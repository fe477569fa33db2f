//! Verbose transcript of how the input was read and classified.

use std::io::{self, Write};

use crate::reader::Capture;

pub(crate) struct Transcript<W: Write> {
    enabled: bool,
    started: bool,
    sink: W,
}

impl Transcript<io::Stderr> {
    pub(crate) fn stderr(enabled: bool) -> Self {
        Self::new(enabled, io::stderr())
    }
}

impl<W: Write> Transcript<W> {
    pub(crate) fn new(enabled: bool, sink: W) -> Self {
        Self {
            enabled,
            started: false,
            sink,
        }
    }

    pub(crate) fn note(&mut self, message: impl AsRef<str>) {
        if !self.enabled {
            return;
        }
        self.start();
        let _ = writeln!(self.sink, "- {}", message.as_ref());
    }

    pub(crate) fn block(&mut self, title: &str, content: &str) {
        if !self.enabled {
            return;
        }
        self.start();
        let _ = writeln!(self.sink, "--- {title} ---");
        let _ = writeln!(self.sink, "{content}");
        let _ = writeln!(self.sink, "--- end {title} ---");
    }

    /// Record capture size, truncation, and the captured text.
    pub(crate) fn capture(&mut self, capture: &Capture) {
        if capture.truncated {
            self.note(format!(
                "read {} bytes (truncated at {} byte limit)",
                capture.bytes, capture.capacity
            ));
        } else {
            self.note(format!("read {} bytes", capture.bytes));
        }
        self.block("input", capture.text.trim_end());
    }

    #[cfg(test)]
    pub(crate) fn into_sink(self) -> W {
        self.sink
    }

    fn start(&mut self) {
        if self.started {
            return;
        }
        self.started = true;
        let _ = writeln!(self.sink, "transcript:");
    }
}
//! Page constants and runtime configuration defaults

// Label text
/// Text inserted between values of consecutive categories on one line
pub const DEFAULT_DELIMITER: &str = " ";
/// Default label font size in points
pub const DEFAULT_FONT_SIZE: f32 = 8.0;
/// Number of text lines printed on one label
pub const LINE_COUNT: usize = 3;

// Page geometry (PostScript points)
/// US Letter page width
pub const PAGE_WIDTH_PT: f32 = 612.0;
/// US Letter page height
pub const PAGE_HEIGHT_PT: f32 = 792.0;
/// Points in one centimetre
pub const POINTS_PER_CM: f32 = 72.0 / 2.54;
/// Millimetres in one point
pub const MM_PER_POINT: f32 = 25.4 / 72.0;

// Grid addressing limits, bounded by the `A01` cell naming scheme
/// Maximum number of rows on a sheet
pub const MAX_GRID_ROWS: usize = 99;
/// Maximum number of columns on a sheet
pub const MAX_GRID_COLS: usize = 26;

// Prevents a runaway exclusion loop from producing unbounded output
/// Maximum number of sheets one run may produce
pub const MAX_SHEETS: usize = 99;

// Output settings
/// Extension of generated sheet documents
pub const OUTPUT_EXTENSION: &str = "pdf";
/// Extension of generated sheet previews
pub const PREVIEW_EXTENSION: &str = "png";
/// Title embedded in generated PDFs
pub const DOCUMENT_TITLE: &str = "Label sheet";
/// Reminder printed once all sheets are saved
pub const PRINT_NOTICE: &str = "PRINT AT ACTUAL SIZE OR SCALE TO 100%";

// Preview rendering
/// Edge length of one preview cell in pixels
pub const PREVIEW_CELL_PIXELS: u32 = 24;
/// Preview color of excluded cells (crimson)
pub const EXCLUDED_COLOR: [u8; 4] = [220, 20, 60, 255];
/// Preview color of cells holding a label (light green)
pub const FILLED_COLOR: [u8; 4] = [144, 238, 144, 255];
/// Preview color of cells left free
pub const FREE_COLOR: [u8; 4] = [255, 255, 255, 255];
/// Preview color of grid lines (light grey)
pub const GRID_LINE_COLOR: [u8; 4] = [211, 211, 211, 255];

☆ ☆ ☆

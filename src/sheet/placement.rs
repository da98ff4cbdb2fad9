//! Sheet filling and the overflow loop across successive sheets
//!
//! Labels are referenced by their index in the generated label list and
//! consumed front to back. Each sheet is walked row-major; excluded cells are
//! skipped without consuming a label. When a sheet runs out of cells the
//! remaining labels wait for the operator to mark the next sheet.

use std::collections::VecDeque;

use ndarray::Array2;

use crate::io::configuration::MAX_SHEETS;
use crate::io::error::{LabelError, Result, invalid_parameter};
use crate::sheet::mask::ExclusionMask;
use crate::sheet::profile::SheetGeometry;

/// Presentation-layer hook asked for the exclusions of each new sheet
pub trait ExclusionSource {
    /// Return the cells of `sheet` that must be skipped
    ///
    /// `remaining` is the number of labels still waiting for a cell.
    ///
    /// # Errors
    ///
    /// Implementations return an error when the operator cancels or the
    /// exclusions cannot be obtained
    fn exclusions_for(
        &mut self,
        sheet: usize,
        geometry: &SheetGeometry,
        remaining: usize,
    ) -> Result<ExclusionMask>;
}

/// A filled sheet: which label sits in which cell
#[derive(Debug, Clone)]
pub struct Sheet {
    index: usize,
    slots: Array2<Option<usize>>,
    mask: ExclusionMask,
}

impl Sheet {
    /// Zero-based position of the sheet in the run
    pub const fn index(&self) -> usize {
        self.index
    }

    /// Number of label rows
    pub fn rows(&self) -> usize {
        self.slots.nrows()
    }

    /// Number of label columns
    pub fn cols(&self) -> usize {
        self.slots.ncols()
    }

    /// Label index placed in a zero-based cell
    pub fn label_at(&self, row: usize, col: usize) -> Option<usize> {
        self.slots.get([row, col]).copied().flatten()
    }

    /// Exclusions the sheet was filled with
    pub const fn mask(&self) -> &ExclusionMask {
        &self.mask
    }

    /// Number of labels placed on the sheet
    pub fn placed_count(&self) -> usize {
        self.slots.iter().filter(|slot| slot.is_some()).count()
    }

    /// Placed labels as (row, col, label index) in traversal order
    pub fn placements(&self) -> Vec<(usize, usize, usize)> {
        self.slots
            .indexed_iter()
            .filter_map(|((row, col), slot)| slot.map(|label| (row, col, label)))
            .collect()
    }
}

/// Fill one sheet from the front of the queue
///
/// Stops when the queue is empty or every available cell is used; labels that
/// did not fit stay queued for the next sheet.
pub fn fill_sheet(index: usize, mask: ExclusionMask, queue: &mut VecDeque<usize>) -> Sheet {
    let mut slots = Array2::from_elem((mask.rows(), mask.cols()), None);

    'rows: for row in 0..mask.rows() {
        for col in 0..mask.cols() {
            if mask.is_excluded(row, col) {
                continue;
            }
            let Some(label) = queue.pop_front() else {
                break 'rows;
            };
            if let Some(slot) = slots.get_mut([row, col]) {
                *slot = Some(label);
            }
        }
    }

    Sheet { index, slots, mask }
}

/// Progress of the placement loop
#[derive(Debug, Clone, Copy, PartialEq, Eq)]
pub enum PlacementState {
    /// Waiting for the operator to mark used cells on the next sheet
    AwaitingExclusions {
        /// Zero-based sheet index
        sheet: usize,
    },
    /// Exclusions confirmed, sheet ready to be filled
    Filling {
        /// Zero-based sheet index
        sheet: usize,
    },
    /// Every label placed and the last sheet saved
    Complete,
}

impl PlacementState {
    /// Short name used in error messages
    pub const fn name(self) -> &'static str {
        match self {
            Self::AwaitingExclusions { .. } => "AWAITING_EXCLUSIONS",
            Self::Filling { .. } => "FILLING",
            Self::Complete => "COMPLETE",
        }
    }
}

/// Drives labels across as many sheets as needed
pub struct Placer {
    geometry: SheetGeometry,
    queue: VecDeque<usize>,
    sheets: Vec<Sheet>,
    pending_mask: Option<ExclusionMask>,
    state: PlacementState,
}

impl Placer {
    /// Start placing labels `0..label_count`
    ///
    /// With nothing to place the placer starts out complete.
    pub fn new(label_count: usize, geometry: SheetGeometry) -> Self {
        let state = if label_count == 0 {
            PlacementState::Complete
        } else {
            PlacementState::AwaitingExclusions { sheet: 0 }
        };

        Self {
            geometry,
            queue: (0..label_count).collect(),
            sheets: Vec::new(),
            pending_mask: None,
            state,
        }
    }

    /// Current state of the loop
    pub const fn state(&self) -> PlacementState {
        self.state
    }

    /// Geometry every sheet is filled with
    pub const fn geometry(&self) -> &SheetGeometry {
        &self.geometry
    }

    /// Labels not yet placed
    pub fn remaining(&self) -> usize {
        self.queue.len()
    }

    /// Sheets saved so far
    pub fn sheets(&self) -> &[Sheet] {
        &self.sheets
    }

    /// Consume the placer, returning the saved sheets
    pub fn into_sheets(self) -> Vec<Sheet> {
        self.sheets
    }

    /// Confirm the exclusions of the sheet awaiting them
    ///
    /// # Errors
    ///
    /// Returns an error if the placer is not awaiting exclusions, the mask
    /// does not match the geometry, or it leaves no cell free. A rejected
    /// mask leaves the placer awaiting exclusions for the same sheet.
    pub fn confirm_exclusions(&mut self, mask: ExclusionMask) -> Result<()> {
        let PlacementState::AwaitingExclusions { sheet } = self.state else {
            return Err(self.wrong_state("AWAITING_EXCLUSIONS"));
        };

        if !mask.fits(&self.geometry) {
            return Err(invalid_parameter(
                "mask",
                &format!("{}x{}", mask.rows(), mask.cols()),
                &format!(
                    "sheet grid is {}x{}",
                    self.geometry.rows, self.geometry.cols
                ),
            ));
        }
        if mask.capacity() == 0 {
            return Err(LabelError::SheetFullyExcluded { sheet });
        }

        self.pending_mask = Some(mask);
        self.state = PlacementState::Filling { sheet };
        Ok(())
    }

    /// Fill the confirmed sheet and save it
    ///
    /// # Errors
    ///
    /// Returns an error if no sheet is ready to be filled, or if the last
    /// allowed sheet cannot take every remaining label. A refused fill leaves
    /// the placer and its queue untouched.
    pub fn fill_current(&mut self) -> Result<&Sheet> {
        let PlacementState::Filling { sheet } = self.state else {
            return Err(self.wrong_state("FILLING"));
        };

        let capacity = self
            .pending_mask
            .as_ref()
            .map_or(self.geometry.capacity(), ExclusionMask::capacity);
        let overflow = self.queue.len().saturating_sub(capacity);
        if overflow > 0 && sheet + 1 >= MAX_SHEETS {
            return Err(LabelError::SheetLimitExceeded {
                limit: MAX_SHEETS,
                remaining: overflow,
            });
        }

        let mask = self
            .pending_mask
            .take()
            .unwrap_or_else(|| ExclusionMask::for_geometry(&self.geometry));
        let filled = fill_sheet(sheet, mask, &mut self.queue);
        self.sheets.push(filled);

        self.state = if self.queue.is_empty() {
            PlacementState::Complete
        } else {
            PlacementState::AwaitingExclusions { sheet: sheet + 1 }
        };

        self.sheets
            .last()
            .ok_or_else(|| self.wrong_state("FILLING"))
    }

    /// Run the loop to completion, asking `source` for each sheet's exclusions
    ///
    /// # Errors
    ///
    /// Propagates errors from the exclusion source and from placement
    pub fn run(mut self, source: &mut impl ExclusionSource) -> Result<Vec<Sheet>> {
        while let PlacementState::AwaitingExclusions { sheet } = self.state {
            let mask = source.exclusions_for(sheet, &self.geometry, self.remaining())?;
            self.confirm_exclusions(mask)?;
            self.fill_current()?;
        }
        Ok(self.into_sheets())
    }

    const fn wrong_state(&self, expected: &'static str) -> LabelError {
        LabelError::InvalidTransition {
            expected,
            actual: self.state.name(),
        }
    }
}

☆ ☆ ☆

ABOUT THIS TASK => Look back at the data above. Transcribe exactly the lines starting at the line that contains "repository fe477569fa33db2f" and ending at the line that contains "pub const LINE_COUNT: usize = 3;".

WRITTEN ANSWER =>
repository fe477569fa33db2f
//! Verbose transcript of how the input was read and classified.

use std::io::{self, Write};

use crate::reader::Capture;

pub(crate) struct Transcript<W: Write> {
    enabled: bool,
    started: bool,
    sink: W,
}

impl Transcript<io::Stderr> {
    pub(crate) fn stderr(enabled: bool) -> Self {
        Self::new(enabled, io::stderr())
    }
}

impl<W: Write> Transcript<W> {
    pub(crate) fn new(enabled: bool, sink: W) -> Self {
        Self {
            enabled,
            started: false,
            sink,
        }
    }

    pub(crate) fn note(&mut self, message: impl AsRef<str>) {
        if !self.enabled {
            return;
        }
        self.start();
        let _ = writeln!(self.sink, "- {}", message.as_ref());
    }

    pub(crate) fn block(&mut self, title: &str, content: &str) {
        if !self.enabled {
            return;
        }
        self.start();
        let _ = writeln!(self.sink, "--- {title} ---");
        let _ = writeln!(self.sink, "{content}");
        let _ = writeln!(self.sink, "--- end {title} ---");
    }

    /// Record capture size, truncation, and the captured text.
    pub(crate) fn capture(&mut self, capture: &Capture) {
        if capture.truncated {
            self.note(format!(
                "read {} bytes (truncated at {} byte limit)",
                capture.bytes, capture.capacity
            ));
        } else {
            self.note(format!("read {} bytes", capture.bytes));
        }
        self.block("input", capture.text.trim_end());
    }

    #[cfg(test)]
    pub(crate) fn into_sink(self) -> W {
        self.sink
    }

    fn start(&mut self) {
        if self.started {
            return;
        }
        self.started = true;
        let _ = writeln!(self.sink, "transcript:");
    }
}
//! Page constants and runtime configuration defaults

// Label text
/// Text inserted between values of consecutive categories on one line
pub const DEFAULT_DELIMITER: &str = " ";
/// Default label font size in points
pub const DEFAULT_FONT_SIZE: f32 = 8.0;
/// Number of text lines printed on one label
pub const LINE_COUNT: usize = 3;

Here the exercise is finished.